Les équipements utilisateurs
Finalement, le dernier tiers, celui des équipements utilisateurs, inclut à la fois les équipements personnels (smartphone, portable, tablette, ordinateurs, écrans, etc) et professionnels. Certains segments connaissent une contraction depuis quelques années : le vente d’ordinateurs fixes chute (sauf pour le gaming), de même que les livraisons de smartphones. De l’autre, de nouveaux segments apparaissent comme les objets connectés grand public (enceinte, caméra, etc.). C’est l’arrivée de ces derniers qui est profondément inquiétante si les projections de marché se maintiennent car elle suggère le déploiement massif d’objets de qualité variable, à faible durée de vie et donc à fort taux de renouvellement (Pirson et Bol, 2021). En descendant d’un niveau, à l’échelle des composants clés, nous voyons une augmentation de l’empreinte de fabrication des circuits intégrés les plus avancés (<10nm) (Pirson et al, 2022), c’est-à-dire les nouveaux processeurs (Apple série M) ou dans les puces de calcul graphique (produits Nvidia par exemple) aujourd’hui très recherchées pour l’entrainement d’IA génératives.

Les services numériques
À cela s’ajoute une inconnue évidente : l’évolution des services numériques. Les équipes de recherche ne peuvent pas prévoir l’apparition de nouveaux usages dans leur estimation, or les usages se sont plutôt stabilisés depuis quelques années.
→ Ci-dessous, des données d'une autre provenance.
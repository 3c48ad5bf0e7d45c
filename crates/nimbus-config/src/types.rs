// Copyright 2025 Neuraville Inc.
// SPDX-License-Identifier: Apache-2.0

//! Configuration type definitions
//!
//! This module defines all configuration structs that map to sections in
//! `nimbus_configuration.toml`. Every section and field is optional in the
//! file; missing values take the defaults below.

use std::fmt;
use std::str::FromStr;

use serde::{Deserialize, Serialize};

/// Root configuration structure
#[derive(Debug, Clone, Default, PartialEq, Deserialize, Serialize)]
#[serde(default)]
pub struct NimbusConfig {
    pub sensor: SensorConfig,
    pub model: ModelConfig,
    pub accelerator: AcceleratorConfig,
    pub radio: RadioConfig,
    pub diagnostics: DiagnosticsConfig,
    pub logging: LoggingConfig,
}

/// Defines a string-backed setting enum with serde names, `FromStr` and
/// `Display` kept in one place.
macro_rules! setting_enum {
    (
        $(#[$meta:meta])*
        $name:ident { $($(#[$vmeta:meta])* $variant:ident => $text:literal),+ $(,)? }
    ) => {
        $(#[$meta])*
        #[derive(Debug, Clone, Copy, PartialEq, Eq, Hash, Deserialize, Serialize)]
        pub enum $name {
            $(
                $(#[$vmeta])*
                #[serde(rename = $text)]
                $variant,
            )+
        }

        impl $name {
            pub fn as_str(self) -> &'static str {
                match self {
                    $($name::$variant => $text,)+
                }
            }
        }

        impl FromStr for $name {
            type Err = String;

            fn from_str(s: &str) -> Result<Self, Self::Err> {
                match s.trim().to_ascii_lowercase().as_str() {
                    $($text => Ok($name::$variant),)+
                    other => Err(format!(
                        "'{}' is not one of: {}",
                        other,
                        [$($text),+].join(", ")
                    )),
                }
            }
        }

        impl fmt::Display for $name {
            fn fmt(&self, f: &mut fmt::Formatter<'_>) -> fmt::Result {
                f.write_str(self.as_str())
            }
        }
    };
}

setting_enum! {
    /// Sensor pixel format
    PixelFormatSetting { Rgb888 => "rgb888" }
}

setting_enum! {
    /// Sensor → memory transfer path
    TransferModeSetting {
        Dma => "dma",
        /// Line streaming with overflow accounting
        Streaming => "streaming",
    }
}

setting_enum! {
    /// Accelerator input layout the loaded model was trained with
    InputLayout {
        /// Signed 8-bit luma, one channel
        Luma => "luma",
        /// Biased `0x00BBGGRR` word per pixel
        PackedRgb => "packed_rgb",
    }
}

impl InputLayout {
    /// Sensor window (width, height) the network for this layout expects
    pub const fn input_window(self) -> (u32, u32) {
        match self {
            InputLayout::Luma => (32, 32),
            InputLayout::PackedRgb => (128, 128),
        }
    }
}

setting_enum! {
    /// Accelerator clock source
    AcceleratorClockSetting {
        Pclk => "pclk",
        Ipo => "ipo",
    }
}

setting_enum! {
    /// LoRa bandwidth
    BandwidthSetting {
        Khz7_8 => "7.8k",
        Khz10_4 => "10.4k",
        Khz15_6 => "15.6k",
        Khz20_8 => "20.8k",
        Khz31_25 => "31.25k",
        Khz41_7 => "41.7k",
        Khz62_5 => "62.5k",
        Khz125 => "125k",
        Khz250 => "250k",
        Khz500 => "500k",
    }
}

setting_enum! {
    /// LoRa coding rate
    CodingRateSetting {
        Cr4_5 => "4/5",
        Cr4_6 => "4/6",
        Cr4_7 => "4/7",
        Cr4_8 => "4/8",
    }
}

setting_enum! {
    /// LoRa header mode
    PacketLengthSetting {
        Variable => "variable",
        Fixed => "fixed",
    }
}

setting_enum! {
    /// What the diagnostic console prints for the winning class
    ReportMode {
        Index => "index",
        Label => "label",
    }
}

setting_enum! {
    /// Console log line format
    LogFormat {
        Text => "text",
        Json => "json",
    }
}

/// Image sensor configuration
#[derive(Debug, Clone, PartialEq, Eq, Deserialize, Serialize)]
#[serde(default)]
pub struct SensorConfig {
    /// Sensor interface clock
    pub clock_hz: u32,
    pub width: u32,
    pub height: u32,
    pub pixel_format: PixelFormatSetting,
    pub transfer_mode: TransferModeSetting,
    pub dma_channel: u8,
    /// Value for the sensor clock prescaler register (0x11), written after
    /// setup. Slowing the pixel clock avoids streaming overflows.
    pub clock_prescaler: Option<u8>,
    /// Settle time after sensor setup before the first capture
    pub power_up_delay_ms: u32,
}

impl Default for SensorConfig {
    fn default() -> Self {
        Self {
            clock_hz: 10_000_000,
            width: 32,
            height: 32,
            pixel_format: PixelFormatSetting::Rgb888,
            transfer_mode: TransferModeSetting::Dma,
            dma_channel: 0,
            clock_prescaler: None,
            power_up_delay_ms: 200,
        }
    }
}

/// Model input layout and class naming
#[derive(Debug, Clone, PartialEq, Eq, Deserialize, Serialize)]
#[serde(default)]
pub struct ModelConfig {
    pub input: InputLayout,
    /// One label per output class, in class-index order
    pub class_labels: Vec<String>,
}

impl Default for ModelConfig {
    fn default() -> Self {
        Self {
            input: InputLayout::Luma,
            class_labels: ["cirrus", "cumulus", "nimbostratus", "stratus"]
                .iter()
                .map(|s| s.to_string())
                .collect(),
        }
    }
}

/// Accelerator clocking
#[derive(Debug, Clone, PartialEq, Eq, Deserialize, Serialize)]
#[serde(default)]
pub struct AcceleratorConfig {
    pub clock_source: AcceleratorClockSetting,
    pub clock_divider: u8,
}

impl Default for AcceleratorConfig {
    fn default() -> Self {
        Self {
            clock_source: AcceleratorClockSetting::Pclk,
            clock_divider: 1,
        }
    }
}

/// LoRa transmit configuration and reset sequencing
#[derive(Debug, Clone, PartialEq, Eq, Deserialize, Serialize)]
#[serde(default)]
pub struct RadioConfig {
    pub frequency_hz: u32,
    pub bandwidth: BandwidthSetting,
    pub spreading_factor: u8,
    pub coding_rate: CodingRateSetting,
    pub packet_length: PacketLengthSetting,
    pub sync_word: u8,
    pub tx_power_dbm: i8,
    pub ramp_time_us: u16,
    /// Wait after asserting the reset line before talking to the chip
    pub reset_settle_ms: u32,
    /// Chip-side transmit timeout, 0 = driver default
    pub tx_timeout_ms: u32,
    /// Upper bound on waiting for TX-done before moving on
    pub max_ack_delay_ms: u32,
    /// Three ASCII bytes appended to the class digit
    pub payload_suffix: String,
}

impl Default for RadioConfig {
    fn default() -> Self {
        Self {
            frequency_hz: 868_000_000,
            bandwidth: BandwidthSetting::Khz500,
            spreading_factor: 7,
            coding_rate: CodingRateSetting::Cr4_5,
            packet_length: PacketLengthSetting::Variable,
            sync_word: 0x04,
            tx_power_dbm: 14,
            ramp_time_us: 200,
            reset_settle_ms: 1,
            tx_timeout_ms: 0,
            max_ack_delay_ms: 10,
            payload_suffix: "ING".to_string(),
        }
    }
}

/// Serial console output per cycle
#[derive(Debug, Clone, Default, PartialEq, Eq, Deserialize, Serialize)]
#[serde(default)]
pub struct DiagnosticsConfig {
    pub report: ReportMode,
    /// Print every class with its confidence
    pub print_scores: bool,
    /// Hex-dump the feature tensor as grayscale after the class line
    pub dump_features: bool,
}

impl Default for ReportMode {
    fn default() -> Self {
        ReportMode::Index
    }
}

/// Logging configuration
#[derive(Debug, Clone, PartialEq, Eq, Deserialize, Serialize)]
#[serde(default)]
pub struct LoggingConfig {
    pub level: String,
    pub format: LogFormat,
}

impl Default for LoggingConfig {
    fn default() -> Self {
        Self {
            level: "info".to_string(),
            format: LogFormat::Text,
        }
    }
}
Le passage en force du Métaverse consistant à créer de nouveaux usages, de nouveaux services et de nouveaux équipements dédiés à échouer. Le dernier grand changement date d’un alignement des planètes entre 2010 et 2012 avec le déploiement massif de smartphones, la mise en route des réseaux 4G et la massification de l’offre vidéo en ligne. Aujourd’hui, les services grand public supportés par l’IA proposent une nouvelle évolution des usages mais, au-delà des discours mercantiles et/ou prophétiques, la tendance est encore loin d’être claire.
Malgré les immenses zones d’ombre qui restent encore à éclairer la connaissance de l’empreinte carbone du secteur numérique commence à se stabiliser. Les tendances futures montrent plutôt une augmentation globale de l’impact et une tension locale de plus en plus accrue. Face à cela, une question demeure, est-ce que l’augmentation de cette empreinte permet de réduire celles des autres secteurs ? En somme, est-ce que la numérisation est un « investissement environnemental » cohérent. Voyons cela ensemble dans la deuxième partie.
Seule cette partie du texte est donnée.